Forming companies in China: Like a Maze

A couple years ago, we did a post on the difficulties in using “independent contractors” in China, entitled, Hiring A Chinese Employee Without A Chinese Entity: Not Good at All We wrote that post (and this post too) because forming a WFOE in China can be so difficult, expensive, and time-consuming, and because so many companies are looking for some way to hiring a Chinese employee without a China company.

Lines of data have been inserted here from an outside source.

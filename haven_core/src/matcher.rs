//! Technique matcher: free text in, ranked coping techniques out.
//!
//! Scoring is plain keyword containment against the lower-cased input:
//! - each keyword found anywhere in the input adds one point
//! - techniques scoring zero are dropped
//! - ties keep taxonomy order (category order, then technique order)

use crate::catalog::default_catalog;
use crate::{Suggestion, Technique, TechniqueCatalog, TechniqueCategory};

/// Maximum number of suggestions returned per query
pub const MAX_SUGGESTIONS: usize = 3;

/// Suggest up to three techniques from the default catalog for `input`
pub fn suggest_techniques(input: &str) -> Vec<Suggestion> {
    suggest_from(default_catalog(), input)
}

/// Suggest up to three techniques from `catalog` for `input`
///
/// Total over any input: empty, whitespace-only or keyword-free text
/// yields an empty list.
pub fn suggest_from(catalog: &TechniqueCatalog, input: &str) -> Vec<Suggestion> {
    if input.trim().is_empty() {
        return Vec::new();
    }

    let input = input.to_lowercase();

    let mut scored: Vec<(u32, TechniqueCategory, &Technique)> = catalog
        .iter()
        .filter_map(|(category, technique)| {
            let score = score_technique(technique, &input);
            (score > 0).then_some((score, category, technique))
        })
        .collect();

    // sort_by is stable, so equal scores stay in taxonomy order
    scored.sort_by(|a, b| b.0.cmp(&a.0));

    let suggestions: Vec<Suggestion> = scored
        .into_iter()
        .take(MAX_SUGGESTIONS)
        .map(|(score, category, technique)| Suggestion {
            technique: technique.clone(),
            category,
            score,
        })
        .collect();

    tracing::debug!(
        "Matched {} technique(s) for {}-char input",
        suggestions.len(),
        input.chars().count()
    );

    suggestions
}

/// Suggestions for text that is still being typed.
///
/// Returns nothing until the draft is longer than `after_chars`, measured in
/// UTF-16 code units (an emoji outside the BMP counts as two).
pub fn suggest_for_draft(draft: &str, after_chars: usize) -> Vec<Suggestion> {
    if draft.encode_utf16().count() <= after_chars {
        return Vec::new();
    }
    suggest_techniques(draft)
}

/// Number of the technique's keywords contained in `lowered_input`
fn score_technique(technique: &Technique, lowered_input: &str) -> u32 {
    technique
        .keywords
        .iter()
        .filter(|keyword| lowered_input.contains(keyword.as_str()))
        .count() as u32
}
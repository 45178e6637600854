//! Tracing setup shared by the Haven binaries.

use tracing_subscriber::{fmt, prelude::*, EnvFilter};

/// Log to stderr at `warn` unless `RUST_LOG` says otherwise.
///
/// Stdout stays reserved for command output.
pub fn init() {
    init_with_level("warn")
}

/// Install the global subscriber with `default_level` as the fallback filter.
///
/// Calling this twice is harmless; the second call is ignored.
pub fn init_with_level(default_level: &str) {
    let filter =
        EnvFilter::try_from_default_env().unwrap_or_else(|_| EnvFilter::new(default_level));

    let _ = tracing_subscriber::registry()
        .with(filter)
        .with(fmt::layer().compact().with_writer(std::io::stderr))
        .try_init();
}

/// Route logs through the test harness's captured output
#[cfg(test)]
pub fn init_test() {
    let _ = tracing_subscriber::fmt()
        .with_test_writer()
        .with_env_filter(EnvFilter::new("debug"))
        .try_init();
}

This is our even grimmer follow-up.

In our first post, we listed out the following ways to “employ” someone in China without forming an entity there:

1.
The U.S. company could have its proposed employee hired by a Chinese company and then pay the Chinese company the equivalent of the Chinese employee’s wages and taxes, plus an administrative fee. The problem with this is that if the “employee” is not going to be doing at least some work for its Chinese employer, it is not legal and if your client gets caught, it may never be allowed to conduct real business in China again. If the “employee” does not actually do work for the Chinese company, it is nothing more than an attempt to get around China’s laws requiring foreign companies that do business at a level where they need an employee to have a legitimate Chinese entity — a WFOE, JV, or Rep. Office.

And if your client’s goal is to have its own person on the ground for it in China, how much of “its own person” is someone employed by and paid by another company? And how will your client protect its trade secrets from this Chinese company that employs its “employees”. There are situations where this can work, but not many.

Then there are all the issues for the Chinese company, which is likely going to have to lie to the Chinese government about the monthly foreign currency payments it receives from your client, if it is your client that is actually the one paying this employee.

UPDATE ON THIS OPTION:
Since writing the post, our China lawyers have received calls from a  couple foreign companies kicked out of China for doing this and from a couple other foreign companies that were doing this until the Chinese company they were using for this stopped for fear of getting caught. This has led us to conclude that this is, at best, a very temporary remedy, if that.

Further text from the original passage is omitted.